Malgré tout, des tentatives pour estimer l’état actuel et futur de ces zones demeurent imprécises en raison de l’incertitude à propos de la façon dont ces terres humides côtières réagissent aux facteurs de changements.
Dans le cadre d’une nouvelle étude, des chercheurs ont mis au point une analyse fonctionnant à l’aide de l’apprentissage machine qui permet de passer au crible de vastes archives de photos satellites pour détecter l’ampleur des changements survenus entre 1999 et 2019, ainsi que l’élément déclencheur et le type de transformations.
Ces chercheurs ont constaté qu’à l’échelle planétaire, 13 700 kilomètres de terres humides côtières ont disparu, contre la création ou la restauration de 9700 kilomètres carrés de ce même type de terres, ce qui représente une perte nette de 4000 kilomètres pendant cette période de 20 ans.
Les travaux sont publiés dans Science.
« Nous avons constaté que 27 % des gains et des pertes étaient directement associés à l’activité humaine, comme la conversion des terres pour l’agriculture et la restauration des zones perdues », mentionne le Dr Nichaolas Murray, principal auteur de l’étude.
Tous les autres changements ont été attribués à des facteurs indirects, comme les impacts humains sur les zones de chalandise, le développement d’importance dans les zones côtières, l’affaissement côtier, les processus naturels qui surviennent dans ces zones et les changements climatiques.
L’Asie, le coeur du problème
Environ les trois quarts du déclin des zones humides côtières s’est produit en Asie, avec près de 70 % des pertes concentrées en Indonésie, en Chine et au Myanmar.
« L’Asie est le point central de la perte des terres côtières humides en raison de l’activité humaine. Ces activités ont eu un rôle moindre dans les disparitions recensées en Europe, en Afrique, dans les Amériques et en Océanie, où ce sont plutôt les facteurs indirects, comme la migration des terres humides, les modifications côtières et les changements en matière de chalandage qui ont eu l’impact le plus élevé », a indiqué le Dr Murray.
Les chercheurs ont par ailleurs constaté que près des trois quarts des pertes de terres humides côtières ont été compensées par la création de nouvelles zones dans des endroits où l’on n’en trouvait pas auparavant, notamment dans les deltas du Gange et du fleuve Amazone.
La plupart des nouvelles zones de terres côtières humides découlent de l’action de facteurs indirects, ce qui souligne le rôle joué par des processus à grande échelle dans le maintien de ces zones, ainsi que pour faciliter leur régénération.

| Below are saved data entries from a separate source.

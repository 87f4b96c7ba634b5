use crate::design::DesignState;
use serde::{Deserialize, Serialize};

/// Published performance of the commercial device a template mirrors.
#[derive(Debug, Clone, PartialEq, Serialize, Deserialize)]
pub struct TemplatePerformance {
    /// Intended read time (min).
    pub flow_time_min: f64,
    /// Limit of detection, in `lod_unit`.
    pub lod: f64,
    pub lod_unit: String,
}

/// A validated, ready-to-load design bundle.
#[derive(Debug, Clone, PartialEq, Serialize, Deserialize)]
pub struct Template {
    pub template_id: String,
    pub name: String,
    pub reference: String,
    pub design: DesignState,
    pub performance: TemplatePerformance,
    pub clinical_sensitivity: f64,
    pub clinical_specificity: f64,
}
//! Calculation engine for parametric lateral-flow-assay strip design.
//!
//! The caller owns a [`DesignState`](wickwise_schemas::design::DesignState),
//! edits it through its setters and hands it to
//! [`SimulationEngine::recompute`] for a complete, from-scratch set of flow,
//! performance and cost figures.

pub mod analysis;
pub mod compatibility;
pub mod error;
pub mod logger;
pub mod optimize;
pub mod reference;
pub mod simulation;
pub mod snapshot;
pub mod sweep;
pub mod validation;

pub use error::{Result, WickwiseError};
pub use reference::{ReferenceData, Strip};
pub use simulation::{builder::SimulationBuilder, engine::SimulationEngine, flow::FlowConstants};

« Ces résultats indiquent que nous devons faciliter le mouvement et la migration des terres humides côtières pour compenser les changements mondiaux de grande ampleur », a souligné le Dr Murray.

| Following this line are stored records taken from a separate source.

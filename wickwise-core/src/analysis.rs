//! Per-test cost of goods for a strip design.

use crate::{
    error::Result,
    reference::{particle_factors, sample_factors, Strip},
    validation,
};
use wickwise_schemas::{
    design::{DesignState, SensitivityTarget},
    particle::{Concentration, ParticleSpec},
    results::CostBreakdown,
};

const HIGH_BINDING_THRESHOLD: f64 = 1500.0;
const HIGH_BINDING_SURCHARGE: f64 = 0.05;
const HIGH_CAPACITY_THRESHOLD: f64 = 50.0;
const HIGH_CAPACITY_SURCHARGE: f64 = 0.03;
/// Size at which a particle's listed unit cost applies.
const REFERENCE_PARTICLE_SIZE_NM: f64 = 40.0;
const ANTIBODY_BASE_COST: f64 = 0.08;

const MANUFACTURING_BASE_COST: f64 = 0.15;
const FINE_PORE_THRESHOLD_UM: f64 = 10.0;
const FINE_PORE_SURCHARGE: f64 = 0.03;

pub const PACKAGING_COST: f64 = 0.12;
pub const QC_COST: f64 = 0.03;

pub fn concentration_multiplier(concentration: Concentration) -> f64 {
    match concentration {
        Concentration::Low => 0.7,
        Concentration::Medium => 1.0,
        Concentration::High => 1.5,
    }
}

/// More antibody is loaded for tighter detection limits.
pub fn antibody_multiplier(target: SensitivityTarget) -> f64 {
    match target {
        SensitivityTarget::Low => 0.8,
        SensitivityTarget::Medium => 1.0,
        SensitivityTarget::High => 1.2,
        SensitivityTarget::Maximum => 1.5,
    }
}

fn sensitivity_target_surcharge(target: SensitivityTarget) -> f64 {
    match target {
        SensitivityTarget::Low | SensitivityTarget::Medium => 0.0,
        SensitivityTarget::High => 0.02,
        SensitivityTarget::Maximum => 0.04,
    }
}

pub fn particle_cost(particle: &ParticleSpec) -> f64 {
    particle.cost
        * concentration_multiplier(particle.concentration)
        * (particle.size_nm / REFERENCE_PARTICLE_SIZE_NM).sqrt()
}

/// Estimates the cost of one test.
///
/// Every line is floored at zero and `total` is the exact sum of the four
/// lines.
///
/// # Errors
///
/// Returns `InvalidInput` if the particle or any strip material carries a
/// negative cost or non-physical size.
pub fn compute_costs(design: &DesignState, strip: &Strip<'_>) -> Result<CostBreakdown> {
    validation::validate_particle(&design.particle)?;
    for (_, material) in strip.iter() {
        validation::validate_material(material)?;
    }

    let mut materials: f64 = strip.iter().map(|(_, m)| m.cost).sum();
    if strip.membrane.protein_binding_ug_cm2.unwrap_or(0.0) > HIGH_BINDING_THRESHOLD {
        materials += HIGH_BINDING_SURCHARGE;
    }
    if strip.absorbent_pad.absorption_capacity_ul_cm2.unwrap_or(0.0) > HIGH_CAPACITY_THRESHOLD {
        materials += HIGH_CAPACITY_SURCHARGE;
    }
    materials += particle_cost(&design.particle);
    materials += sample_factors(&design.sample.sample_type).complexity_cost;
    materials += ANTIBODY_BASE_COST * antibody_multiplier(design.targets.sensitivity);

    let mut manufacturing =
        MANUFACTURING_BASE_COST * particle_factors(&design.particle.particle_type).manufacturing_complexity;
    manufacturing += sensitivity_target_surcharge(design.targets.sensitivity);
    if strip
        .membrane
        .pore_size_um
        .map_or(false, |pore| pore < FINE_PORE_THRESHOLD_UM)
    {
        manufacturing += FINE_PORE_SURCHARGE;
    }

    let materials = materials.max(0.0);
    let manufacturing = manufacturing.max(0.0);
    let packaging = PACKAGING_COST;
    let qc = QC_COST;

    Ok(CostBreakdown {
        materials,
        manufacturing,
        packaging,
        qc,
        total: materials + manufacturing + packaging + qc,
    })
}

Toujours selon lui, « il est essentiel d’établir des processus de surveillance à l’échelle mondiale si nous voulons gérer les changements des environnements côtiers de manière efficace ».
Plus d’un milliard de personnes vivent dans des zones côtières à faible élévation par rapport au niveau de la mer; de plus, les zones humides côtières sont liées à quantités d’avantages essentiels pour l’humanité, comme le stockage et la séquestration de carbone, la protection des côtes, ainsi que l’amélioration des zones de pêche.
« La protection des zones humides côtières est essentielle pour soutenir les communautés côtières et la santé de la planète en général. Ce sont aussi les derniers refuges pour plusieurs plantes et animaux », soutient pour sa part le Dr Thomas Worthington, coauteur de l’étude.
« Ces données peuvent aider à identifier les zones côtières les plus touchées, et donc celles qui ont besoin de protection, ou encore les endroits où nous pouvons prioriser la restauration. »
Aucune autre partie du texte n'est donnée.